Exercise goal ▸
Every line in the listing below from the one with "let result = self.sweep_locked(&lock, &mut" through the one with "if report.orphans_reconciled +" is to be reproduced exactly, both ends included; leave out the rest.

The data ▸
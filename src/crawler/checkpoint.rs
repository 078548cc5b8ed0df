//! Serializable crawl progress and the stage transition function

use crate::connector::StageSpec;
use crate::crawler::CrawlError;
use serde::{Deserialize, Serialize};
use std::collections::{BTreeMap, BTreeSet};

/// Where a crawl is in its ordered list of stages
#[derive(Debug, Clone, PartialEq, Eq, Serialize, Deserialize)]
#[serde(tag = "kind", rename_all = "snake_case")]
pub enum CrawlPhase {
    Start,
    Stage { index: usize, name: String },
    Done,
}

/// Inputs of the transition function
#[derive(Debug, Clone, Copy, PartialEq, Eq)]
pub enum CrawlEvent {
    /// The crawl leaves `Start`
    Begin,
    /// Every container of the current stage finished
    StageDrained,
}

/// Computes the next phase
///
/// `Start` moves to the first stage, a drained stage moves to the next one, and
/// the last stage moves to `Done`. Any other combination is an error.
pub fn transition(
    phase: &CrawlPhase,
    event: CrawlEvent,
    stages: &[StageSpec],
) -> Result<CrawlPhase, CrawlError> {
    match (phase, event) {
        (CrawlPhase::Start, CrawlEvent::Begin) => Ok(stage_at(0, stages)),
        (CrawlPhase::Stage { index, .. }, CrawlEvent::StageDrained) => {
            Ok(stage_at(index + 1, stages))
        }
        (from, event) => Err(CrawlError::InvalidTransition {
            from: from.clone(),
            event,
        }),
    }
}

fn stage_at(index: usize, stages: &[StageSpec]) -> CrawlPhase {
    match stages.get(index) {
        Some(stage) => CrawlPhase::Stage {
            index,
            name: stage.name.clone(),
        },
        None => CrawlPhase::Done,
    }
}

/// Progress within one container
#[derive(Debug, Clone, Default, PartialEq, Serialize, Deserialize)]
pub struct ContainerProgress {
    /// Modification time of the newest item yielded from this container
    pub cursor: Option<f64>,

    /// Ids yielded at or after the cursor, with their modification times
    ///
    /// A resumed listing starts at the cursor inclusively, so only these ids can
    /// be delivered twice; older entries are pruned as the cursor advances.
    pub recent: BTreeMap<String, f64>,
}

impl ContainerProgress {
    /// Records an item about to be yielded
    ///
    /// # Returns
    ///
    /// * `true` - First sighting; the item should reach the sink
    /// * `false` - Already yielded; the item must be dropped
    pub fn observe(&mut self, id: &str, modified: f64) -> bool {
        if self.recent.contains_key(id) {
            return false;
        }
        self.recent.insert(id.to_string(), modified);

        if self.cursor.map_or(true, |cursor| modified > cursor) {
            self.cursor = Some(modified);
            self.recent.retain(|_, seen| *seen >= modified);
        }
        true
    }
}

/// Everything needed to resume a crawl where it stopped
#[derive(Debug, Clone, PartialEq, Serialize, Deserialize)]
pub struct CrawlCheckpoint {
    pub has_more: bool,
    pub phase: CrawlPhase,

    /// Containers of the current stage, fixed when the stage is entered
    pub containers: Option<Vec<String>>,

    /// Containers of the current stage that finished, with or without error
    pub completed: BTreeSet<String>,

    /// Subset of `completed` that finished with a scoped failure
    pub failed: BTreeSet<String>,

    /// Containers being crawled when the checkpoint was taken
    pub in_progress: BTreeMap<String, ContainerProgress>,
}

impl Default for CrawlCheckpoint {
    fn default() -> Self {
        Self::new()
    }
}

impl CrawlCheckpoint {
    /// A checkpoint for a crawl that has not started
    pub fn new() -> Self {
        Self {
            has_more: true,
            phase: CrawlPhase::Start,
            containers: None,
            completed: BTreeSet::new(),
            failed: BTreeSet::new(),
            in_progress: BTreeMap::new(),
        }
    }

    pub fn is_done(&self) -> bool {
        self.phase == CrawlPhase::Done
    }

    pub fn to_json(&self) -> serde_json::Result<Vec<u8>> {
        serde_json::to_vec(self)
    }

    pub fn from_json(bytes: &[u8]) -> serde_json::Result<Self> {
        serde_json::from_slice(bytes)
    }

    /// Moves to the next stage, forgetting the drained stage's containers
    pub fn advance(&mut self, stages: &[StageSpec]) -> Result<(), CrawlError> {
        let event = match self.phase {
            CrawlPhase::Start => CrawlEvent::Begin,
            _ => CrawlEvent::StageDrained,
        };
        self.phase = transition(&self.phase, event, stages)?;
        self.containers = None;
        self.completed.clear();
        self.failed.clear();
        self.in_progress.clear();
        if self.is_done() {
            self.has_more = false;
        }
        Ok(())
    }
}
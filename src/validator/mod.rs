//! Run Validator
//!
//! Background sweep that reconciles fences whose task is gone and attempts left
//! active without a fence. It only ever writes terminal attempt status and tears
//! down fences; it never touches checkpoints.

use crate::coordination::CacheLock;
use crate::fence::keys::VALIDATE_LOCK;
use crate::fence::{parse_fence_key, FenceManager};
use crate::queue::TaskQueue;
use crate::state::{AttemptStatus, RunKey};
use crate::storage::{AttemptRecord, AttemptStore, SharedStorage};
use chrono::Utc;
use std::collections::BTreeSet;
use std::sync::Arc;
use std::time::Duration;

/// What one sweep did
#[derive(Debug, Default, Clone, PartialEq, Eq)]
pub struct SweepReport {
    /// Another validator held the sweep lock
    pub skipped: bool,
    pub fences_checked: usize,
    pub malformed_skipped: usize,
    pub setup_resets: usize,
    pub orphans_reconciled: usize,
    pub unfenced_reconciled: usize,
    pub errors: usize,
    /// The sweep lock expired mid-sweep and the sweep stopped early
    pub lock_lost: bool,
}

#[derive(Debug, Clone, Copy, PartialEq, Eq)]
enum Verdict {
    Alive,
    Setup,
    Malformed,
    Gone,
    SetupReset,
    Orphaned,
}

/// Task ids visible in the broker at the start of a sweep
struct QueueSnapshot {
    pending: BTreeSet<String>,
    reserved: BTreeSet<String>,
}

impl QueueSnapshot {
    fn contains(&self, task_id: &str) -> bool {
        self.pending.contains(task_id) || self.reserved.contains(task_id)
    }
}

pub struct RunValidator {
    storage: SharedStorage,
    fences: FenceManager,
    queue: Arc<dyn TaskQueue>,
    queue_name: String,
    lock_timeout: Duration,
}

impl RunValidator {
    pub fn new(
        storage: SharedStorage,
        fences: FenceManager,
        queue: Arc<dyn TaskQueue>,
        queue_name: impl Into<String>,
        lock_timeout: Duration,
    ) -> Self {
        Self {
            storage,
            fences,
            queue,
            queue_name: queue_name.into(),
            lock_timeout,
        }
    }

    /// Runs one reconciliation sweep
    ///
    /// Per fence: malformed keys are skipped, fences still in setup are left
    /// alone while their liveness signal holds, and a filled fence is alive if
    /// its task is pending, reserved, or its liveness signal is fresh. A fence
    /// failing all three is orphaned: its attempt is marked FAILED and the fence
    /// deleted. Active attempts with no fence of their own are then marked FAILED.
    ///
    /// # Returns
    ///
    /// * `Ok(SweepReport)` - Counts of what the sweep found and did
    /// * `Err(FencelineError)` - The cache or broker could not be read
    pub fn sweep(&self) -> crate::Result<SweepReport> {
        let mut report = SweepReport::default();
        let lock = CacheLock::new(self.fences.cache().clone(), VALIDATE_LOCK, self.lock_timeout);
        if !lock.try_acquire()? {
            report.skipped = true;
            return Ok(report);
        }

        let result = self.sweep_locked(&lock, &mut report);
        if let Err(e) = lock.release() {
            tracing::warn!("Failed to release validator lock: {}", e);
        }
        result?;

        if report.orphans_reconciled + report.unfenced_reconciled + report.setup_resets > 0 {
            tracing::info!(
                "Validator sweep: {} orphans, {} unfenced attempts, {} setup resets",
                report.orphans_reconciled,
                report.unfenced_reconciled,
                report.setup_resets
            );
        }
        Ok(report)
    }

    fn sweep_locked(&self, lock: &CacheLock, report: &mut SweepReport) -> crate::Result<()> {
        let snapshot = QueueSnapshot {
            pending: self.queue.list_pending(&self.queue_name)?,
            reserved: self.queue.list_reserved()?,
        };

        for fence in self.fences.list_fences()? {
            if !lock.reacquire()? {
                tracing::warn!("Validator lock lost mid-sweep, stopping early");
                report.lock_lost = true;
                return Ok(());
            }

            report.fences_checked += 1;
            match self.validate_fence(&fence, &snapshot) {
                Ok(Verdict::Malformed) => report.malformed_skipped += 1,
                Ok(Verdict::SetupReset) => report.setup_resets += 1,
                Ok(Verdict::Orphaned) => report.orphans_reconciled += 1,
                Ok(Verdict::Alive | Verdict::Setup | Verdict::Gone) => {}
                Err(e) => {
                    report.errors += 1;
                    tracing::error!("Failed to validate fence {}: {}", fence, e);
                }
            }
        }

        if !lock.reacquire()? {
            report.lock_lost = true;
            return Ok(());
        }
        report.unfenced_reconciled = self.reconcile_unfenced()?;
        Ok(())
    }

    fn validate_fence(&self, fence: &str, snapshot: &QueueSnapshot) -> crate::Result<Verdict> {
        let Some(key) = parse_fence_key(fence) else {
            tracing::warn!("Skipping fence with unrecognized key {}", fence);
            return Ok(Verdict::Malformed);
        };

        let (raw, record) = match self.fences.load_raw(key) {
            Ok(Some(loaded)) => loaded,
            Ok(None) => {
                self.fences.unregister(fence)?;
                // An acquire may have created the fence after the read
                if self.fences.is_fenced(key)? {
                    self.fences.register(fence)?;
                }
                return Ok(Verdict::Gone);
            }
            Err(crate::FencelineError::Json(e)) => {
                tracing::warn!("Skipping fence {} with unreadable value: {}", fence, e);
                return Ok(Verdict::Malformed);
            }
            Err(e) => return Err(e),
        };

        let Some(payload) = record.payload else {
            let age = (Utc::now() - record.created_at).to_std().unwrap_or_default();
            if self.fences.is_alive(key)? || age < self.fences.liveness_ttl() {
                return Ok(Verdict::Setup);
            }
            tracing::info!("Resetting fence {} stuck in setup", fence);
            return Ok(if self.fences.reset(key, &raw)? {
                Verdict::SetupReset
            } else {
                Verdict::Gone
            });
        };

        if snapshot.contains(&payload.task_id) {
            // The broker still knows the task; bridge the hand-off gap
            self.fences.renew_liveness(key)?;
            return Ok(Verdict::Alive);
        }
        if self.fences.is_alive(key)? {
            return Ok(Verdict::Alive);
        }

        tracing::warn!(
            "Fence {} is orphaned: task {} not queued and liveness expired (attempt {})",
            fence,
            payload.task_id,
            payload.attempt_id
        );
        let reason = format!(
            "Worker for task {} disappeared without finishing the attempt",
            payload.task_id
        );
        match self
            .storage
            .lock()
            .finish_attempt(payload.attempt_id, AttemptStatus::Failed, Some(&reason))
        {
            Ok(_) => {}
            Err(e) => tracing::error!(
                "Failed to mark attempt {} failed: {}",
                payload.attempt_id,
                e
            ),
        }

        Ok(if self.fences.reset(key, &raw)? {
            Verdict::Orphaned
        } else {
            Verdict::Gone
        })
    }

    /// Marks active attempts that no fence covers as FAILED
    fn reconcile_unfenced(&self) -> crate::Result<usize> {
        let active = self
            .storage
            .lock()
            .list_attempts_by_status(&[AttemptStatus::NotStarted, AttemptStatus::InProgress])?;

        let mut reconciled = 0;
        for attempt in active {
            if self.is_fenced_by(&attempt)? {
                continue;
            }

            // The scheduler fences before creating an attempt, so re-read both to
            // rule out a creation that completed after the first read
            let current = self.storage.lock().get_attempt(attempt.id)?;
            if !current.status.is_active() || self.is_fenced_by(&current)? {
                continue;
            }

            let finished = self.storage.lock().finish_attempt(
                attempt.id,
                AttemptStatus::Failed,
                Some("Attempt was active without a fence"),
            )?;
            if finished {
                tracing::warn!(
                    "Marked unfenced attempt {} for {} as failed",
                    attempt.id,
                    attempt.key()
                );
                reconciled += 1;
            }
        }
        Ok(reconciled)
    }

    /// Returns true if the key's fence is in setup or names this attempt
    fn is_fenced_by(&self, attempt: &AttemptRecord) -> crate::Result<bool> {
        let key: RunKey = attempt.key();
        Ok(match self.fences.load(key) {
            Ok(Some(record)) => record
                .payload
                .map_or(true, |payload| payload.attempt_id == attempt.id),
            Ok(None) => false,
            // Unreadable fence values are left to a future layout
            Err(crate::FencelineError::Json(_)) => true,
            Err(e) => return Err(e),
        })
    }
}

Exercise result ▸
        let result = self.sweep_locked(&lock, &mut report);
        if let Err(e) = lock.release() {
            tracing::warn!("Failed to release validator lock: {}", e);
        }
        result?;

        if report.orphans_reconciled + report.unfenced_reconciled + report.setup_resets > 0 {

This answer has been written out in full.